(Stored data)
□ □ □ □ □

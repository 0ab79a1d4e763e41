use std::sync::Arc;

use super::{config::Config, registry::Registry, supervisor::Supervisor};
use crate::{
    backend::Attacher,
    events::Bus,
    patches::PatchCompiler,
    subscribers::{Subscribe, SubscriberSet},
};

/// Builder for constructing a [`Supervisor`].
pub struct SupervisorBuilder {
    cfg: Config,
    attacher: Arc<dyn Attacher>,
    compiler: Arc<dyn PatchCompiler>,
    subscribers: Vec<Arc<dyn Subscribe>>,
}

impl SupervisorBuilder {
    /// Creates a new builder; the backend and compiler are required.
    pub fn new(
        cfg: Config,
        attacher: Arc<dyn Attacher>,
        compiler: Arc<dyn PatchCompiler>,
    ) -> Self {
        Self {
            cfg,
            attacher,
            compiler,
            subscribers: Vec::new(),
        }
    }

    /// Sets event subscribers.
    ///
    /// Subscribers receive runtime events (attach attempts, script logs, patch
    /// lifecycle, shutdown) through dedicated workers with bounded queues.
    pub fn with_subscribers(mut self, subscribers: Vec<Arc<dyn Subscribe>>) -> Self {
        self.subscribers = subscribers;
        self
    }

    /// Builds the supervisor: event bus, subscriber workers, registry and its
    /// detach listener.
    ///
    /// Must be called inside a tokio runtime.
    pub fn build(self) -> Arc<Supervisor> {
        let bus = Bus::new(self.cfg.bus_capacity_clamped());
        let subs = Arc::new(SubscriberSet::new(self.subscribers, bus.clone()));
        let registry = Registry::new(self.attacher, self.compiler, bus.clone(), &self.cfg);

        Arc::new(Supervisor::new_internal(self.cfg, bus, subs, registry))
    }
}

□ □ □ □ □

(Required work)
Search the records above for the word "SubscriberSet", then say how many lines contain it. Give the number alone.

(Response to this task)
2